The Co-Mission project included the creation of a new dance theatre show titled Choices and Consequences, by choreographer/ film-maker Michael Joseph (Union Dance, University of Bedford) - a blend of contemporary, hip-hop and martial arts, with an original score by twice Grammy-nominated Steve Marshall.

Steve is one half of State of Emergency, alongside the indomitable Deborah Baddoo MBE. They founded the company together in 1986 and are “proud that Co-Mission has been able to add another group of artists to the hundreds who have already participated in State of Emergency productions.”

Resident in Deptford for nine weeks, Co-Mission also delivered an accessible outreach programme for young people. Two films, one by Michael Joseph and one he edited of work by emerging disabled choreographer Laura Dajao appeared alongside the company performance with a curtain raiser by IRIE Dance Theatre’s African and Caribbean dance foundation degree students.

Co-Mission is, as far as we know, the first professional British dance endeavour to feature BAME disabled dancers and dance styles (the term BAME – Black, Asian and Minority Ethnic – is used to refer to members of non-white communities in the UK). SoE’s research revealed a definite lack of disabled BAME artists trained and skilled to work professionally, which is reinforced by a lack of training, access and support to grow this demographic. Via a considered, thoroughly prepared workshop-style process, in which detailed references from appropriately knowledgeable dance professionals played a crucial role, a cast of five disabled and non-disabled dancers was assembled: Laura Dajao, Louise Dickson, Ash Goosey, Housni Omer Hassan (known as DJ) and Hannah Anderson-Ricketts (aka Hannah Meraki). The project also championed Laura’s development as an emerging disabled choreographer.

As inclusive adviser, I was sounding board and guide for Michael’s interactions with the dancers as he was new to inclusive practice. I also mentored Laura and DJ. My role was multi-faceted; exploration in the studio, contact point with SoE, a little dramaturgy and a lot of listening. I aimed to be an ear for everyone, an advocate for anyone and on the side of nothing and no one but the art itself. And truly, it was one of the most seminal, fulfilling experiences of my twenty-two years involved in dance with disabled people.

I was not alone in this enjoyment. Co-Mission gave The Albany a sell-out dance show. Those who saw it praised the level, creativity and quality of access for disabled audiences. Laura and DJ describe Co-Mission as ‘life-changing’. And yet Co-Mission’s producer, venue and choreographer had no history of working with disabled dancers. Where did it all go right? Does Co-Mission offer hope that the perceived leap to making and programming inclusively may be shorter than we think?

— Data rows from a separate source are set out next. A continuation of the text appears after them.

//! Command implementations for the crop advisory CLI.
//!
//! Provides subcommands for submitting a leaf image for advice and for
//! inspecting the remembered city.

use clap::Subcommand;
use std::path::PathBuf;

pub mod render;
pub mod store;
pub mod submit;

#[derive(Subcommand)]
pub enum Command {
    /// Submit a leaf image and city, and print weather, diagnosis and advice
    Submit {
        /// Path to the leaf image (jpg, png, gif, webp, bmp, tiff)
        #[arg(short = 'i', long)]
        image: PathBuf,

        /// City to fetch weather for (defaults to the last submitted city)
        #[arg(short = 'c', long)]
        city: Option<String>,

        /// Backend root URL
        #[arg(short = 'e', long, env = "AGRO_ENDPOINT", default_value = agro_advice::config::DEFAULT_BASE_URL)]
        endpoint: String,

        /// Directory holding the remembered city
        #[arg(long, env = "AGRO_STATE_DIR")]
        state_dir: Option<PathBuf>,

        /// Request timeout in seconds
        #[arg(long, default_value_t = 60)]
        timeout: u64,

        /// Append the returned weather reading to this CSV file
        #[arg(long)]
        weather_log: Option<PathBuf>,
    },

    /// Print the remembered city
    City {
        /// Directory holding the remembered city
        #[arg(long, env = "AGRO_STATE_DIR")]
        state_dir: Option<PathBuf>,
    },
}

pub async fn run(command: Command) -> anyhow::Result<()> {
    match command {
        Command::Submit {
            image,
            city,
            endpoint,
            state_dir,
            timeout,
            weather_log,
        } => {
            let options = submit::SubmitOptions {
                image,
                city,
                endpoint,
                state_dir: store::resolve_state_dir(state_dir)?,
                timeout: std::time::Duration::from_secs(timeout),
                weather_log,
            };
            submit::run_submit(options).await
        }
        Command::City { state_dir } => {
            use agro_advice::CityStore;

            let store = store::FileCityStore::in_dir(store::resolve_state_dir(state_dir)?);
            if let Some(city) = store.load() {
                println!("{}", city);
            }
            Ok(())
        }
    }
}
//! "Analyzing..." indicator shown while a request is in flight.

use crate::state::AppState;
use agro_advice::dots::ANALYZING_LABEL;
use dioxus::prelude::*;

/// Loading text with animated trailing dots.
#[component]
pub fn LoadingIndicator() -> Element {
    let state = use_context::<AppState>();
    let loading = (state.loading)();
    let dots = (state.dots)();
    let (class, style) = if loading {
        ("loading", "padding: 16px; text-align: center; color: #666;")
    } else {
        ("loading hidden", "display: none;")
    };

    rsx! {
        div {
            id: "loading",
            class: "{class}",
            style: "{style}",
            "{ANALYZING_LABEL}"
            span { class: "dots", "{dots}" }
        }
    }
}
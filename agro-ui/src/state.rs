//! Application state managed via Dioxus context.
//!
//! `AppState` bundles all reactive signals into a single struct provided via
//! `use_context_provider`. Child components retrieve it with `use_context::<AppState>()`.
//!
//! The background work of a submission (dots animation, in-flight request)
//! is owned by a `Lifecycle`, so a new submission cancels the old one.

use crate::browser::{self, WebImage};
use agro_advice::dots::DotsCycle;
use agro_advice::{Cancel, Lifecycle, Selection, Ticket, ViewState};
use dioxus::core::Task;
use dioxus::prelude::*;
use std::time::Duration;
use web_sys::AbortController;

/// The running dots animation.
pub struct Animation(Task);

impl Cancel for Animation {
    fn cancel(self) {
        self.0.cancel();
    }
}

/// A request that has been sent and not yet rendered.
pub struct InFlight {
    task: Task,
    abort: Option<AbortController>,
}

impl Cancel for InFlight {
    fn cancel(self) {
        if let Some(abort) = self.abort {
            abort.abort();
        }
        self.task.cancel();
        log::info!("Cancelled previous advice request");
    }
}

/// Shared application state for the upload page.
#[derive(Clone, Copy)]
pub struct AppState {
    /// Current value of the city input
    pub city: Signal<String>,
    /// Active image and its preview URL
    pub selection: Signal<Selection<WebImage>>,
    /// Whether a file is being dragged over the drop zone
    pub drag_over: Signal<bool>,
    /// Whether the "Analyzing" indicator is shown
    pub loading: Signal<bool>,
    /// Current animation frame ("", ".", "..", "...")
    pub dots: Signal<&'static str>,
    /// Result sections of the last rendered response
    pub view: Signal<ViewState>,
    lifecycle: Signal<Lifecycle<Animation, InFlight>>,
}

impl AppState {
    /// Create a new AppState with the city input prefilled.
    pub fn new(initial_city: String) -> Self {
        Self {
            city: Signal::new(initial_city),
            selection: Signal::new(Selection::new()),
            drag_over: Signal::new(false),
            loading: Signal::new(false),
            dots: Signal::new(""),
            view: Signal::new(ViewState::default()),
            lifecycle: Signal::new(Lifecycle::new()),
        }
    }

    /// Validate a dropped or picked file and make it the active selection.
    /// A rejected file alerts and leaves the current selection as it was.
    pub fn accept_image(&mut self, image: Option<WebImage>) {
        let name = image.as_ref().map(|i| i.0.name()).unwrap_or_default();
        let offered = self.selection.write().offer(image, browser::object_url);
        match offered {
            Ok(old_url) => {
                log::info!("Selected {}", name);
                if let Some(old) = old_url {
                    browser::revoke_object_url(&old);
                }
            }
            Err(e) => {
                log::warn!("Rejected {:?}: {:?}", name, e);
                browser::alert(&e.to_string());
            }
        }
    }

    /// Start a new submission: cancel the previous one, hide every result
    /// section and start the loading indicator.
    pub fn begin_submission(&mut self, interval: Duration) -> Ticket {
        let ticket = self.lifecycle.write().supersede();
        self.view.set(ViewState::default());
        self.start_loading(interval);
        ticket
    }

    fn start_loading(&mut self, interval: Duration) {
        self.dots.set("");
        self.loading.set(true);

        let mut dots = self.dots;
        let task = spawn(async move {
            for frame in DotsCycle::new() {
                dots.set(frame);
                gloo_timers::future::sleep(interval).await;
            }
        });
        self.lifecycle.write().start_animation(Animation(task));
    }

    /// Hide the loading indicator and stop its animation.
    pub fn stop_loading(&mut self) {
        self.lifecycle.write().stop_animation();
        self.loading.set(false);
    }

    /// Track `task` as the in-flight request of `ticket`.
    pub fn track_request(&mut self, ticket: Ticket, task: Task, abort: Option<AbortController>) {
        self.lifecycle
            .write()
            .track_request(ticket, InFlight { task, abort });
    }

    pub fn is_current(&self, ticket: Ticket) -> bool {
        self.lifecycle.read().is_current(ticket)
    }

    /// Forget the request of `ticket` once it has fully rendered.
    pub fn finish_request(&mut self, ticket: Ticket) {
        self.lifecycle.write().finish(ticket);
    }
}
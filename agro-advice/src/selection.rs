//! The active image selection and the URL its preview is shown from.

use crate::error::ValidationError;
use crate::submission::{check_image, ImageSource};

/// Image chosen by drop or picker.
#[derive(Debug, Clone, PartialEq)]
pub struct Selection<F> {
    image: Option<F>,
    preview_url: Option<String>,
}

impl<F> Default for Selection<F> {
    fn default() -> Self {
        Self {
            image: None,
            preview_url: None,
        }
    }
}

impl<F: ImageSource> Selection<F> {
    pub fn new() -> Self {
        Self::default()
    }

    /// Offer a dropped or picked file; `None` is a drop that carried no file.
    ///
    /// A rejected file leaves the current image and preview untouched and
    /// `preview` is never called for it. On success the previous preview URL
    /// is returned so the caller can release it.
    pub fn offer(
        &mut self,
        candidate: Option<F>,
        preview: impl FnOnce(&F) -> Option<String>,
    ) -> Result<Option<String>, ValidationError> {
        let image = candidate.ok_or_else(|| ValidationError::NotAnImage {
            mime_type: String::new(),
        })?;
        check_image(&image)?;
        let url = preview(&image);
        self.image = Some(image);
        Ok(std::mem::replace(&mut self.preview_url, url))
    }

    pub fn image(&self) -> Option<&F> {
        self.image.as_ref()
    }

    pub fn preview_url(&self) -> Option<&str> {
        self.preview_url.as_deref()
    }
}

#[cfg(test)]
mod tests {
    use super::*;
    use crate::submission::tests::{jpeg, FakeImage};
    use std::cell::Cell;

    fn url_for(image: &FakeImage) -> Option<String> {
        Some(format!("blob:{}", image.name))
    }

    #[test]
    fn test_accepted_image_is_previewed() {
        let mut selection = Selection::new();
        let old = selection.offer(Some(jpeg()), url_for).unwrap();
        assert_eq!(old, None);
        assert_eq!(selection.image(), Some(&jpeg()));
        assert_eq!(selection.preview_url(), Some("blob:leaf.jpg"));
    }

    #[test]
    fn test_rejected_drop_leaves_selection_empty() {
        let previewed = Cell::new(false);
        let mut selection = Selection::<FakeImage>::new();

        let err = selection
            .offer(None, |_| {
                previewed.set(true);
                None
            })
            .unwrap_err();
        assert!(matches!(err, ValidationError::NotAnImage { .. }));

        let pdf = FakeImage {
            name: "notes.pdf",
            mime: "application/pdf",
        };
        let err = selection
            .offer(Some(pdf), |_| {
                previewed.set(true);
                None
            })
            .unwrap_err();
        assert_eq!(
            err,
            ValidationError::NotAnImage {
                mime_type: "application/pdf".into()
            }
        );

        assert!(!previewed.get());
        assert!(selection.image().is_none());
        assert!(selection.preview_url().is_none());
    }

    #[test]
    fn test_rejected_file_keeps_previous_selection() {
        let mut selection = Selection::new();
        selection.offer(Some(jpeg()), url_for).unwrap();

        let text = FakeImage {
            name: "readme.txt",
            mime: "text/plain",
        };
        assert!(selection.offer(Some(text), url_for).is_err());
        assert_eq!(selection.image(), Some(&jpeg()));
        assert_eq!(selection.preview_url(), Some("blob:leaf.jpg"));
    }

    #[test]
    fn test_replacing_returns_old_preview() {
        let mut selection = Selection::new();
        selection.offer(Some(jpeg()), url_for).unwrap();
        let png = FakeImage {
            name: "leaf.png",
            mime: "image/png",
        };
        let old = selection.offer(Some(png), url_for).unwrap();
        assert_eq!(old.as_deref(), Some("blob:leaf.jpg"));
        assert_eq!(selection.preview_url(), Some("blob:leaf.png"));
    }
}
//! Preview of the selected image.

use super::section_attrs;
use crate::state::AppState;
use dioxus::prelude::*;

/// Shows the selected image from its object URL. Hidden until a file is chosen.
#[component]
pub fn PreviewCard() -> Element {
    let state = use_context::<AppState>();
    let url = state.selection.read().preview_url().map(str::to_string);
    let (class, style) = section_attrs(url.is_some());

    rsx! {
        div {
            id: "preview-card",
            class: "{class}",
            style: "{style}",
            img {
                id: "preview",
                alt: "Selected leaf",
                src: url.unwrap_or_default(),
                style: "max-width: 100%; max-height: 280px; border-radius: 4px;",
            }
        }
    }
}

More excitingly, as the Creative Case for Diversity ( gains momentum, are we finally beginning to deal in culture not colour, personal history over medical history and address ‘diversity within diversity’?

Co-Mission confirmed to me, at least, that we share more than divides us and along the way certain realisations crystallised which I believe led to its success:

Your money, your rules
Aside from a small amount of Unlimited funding to support DJ and a small commission from The Albany, all of the hard cash for Co-Mission came from a substantial allocation the company’s core Arts Council funds. Unrestricted by the projections and evaluations of a funding application, we were free to adapt as we went – so crucial in this field – designing and refining as people and project developed.

Quality information helps a new situation

Though it was his first encounter with disabled dancers, Michael’s leadership experience, his expertise in a number of techniques and his verbal clarity in teaching and task setting made him a very easy fit for Co-Mission. He and the dancers clicked instantly and my input reduced exponentially in three weeks.

Listen to and act on the voice of experience

Our disabled dancers were our respected consultants and most valued resources, their influence stretching from audition to post-show discussion. Similarly, if Project Manager, Louise Brown, also vastly experienced in inclusive work, or I advocated extra resources were needed on the access front, SoE did not question us.

Seek the person in the performer
We also interviewed dancers to check that their values and aspirations, alongside their performance ability, matched those of Co-Mission. Our whole recruitment approach resulted in high levels of trust all round. They were a company at first rehearsal. They went on to enrich Co-Mission beyond expectation variously offering us fitness training, outreach participants, management support and marketing muscle. Our full house at The Albany is owed, at least in part, to their efforts on social media.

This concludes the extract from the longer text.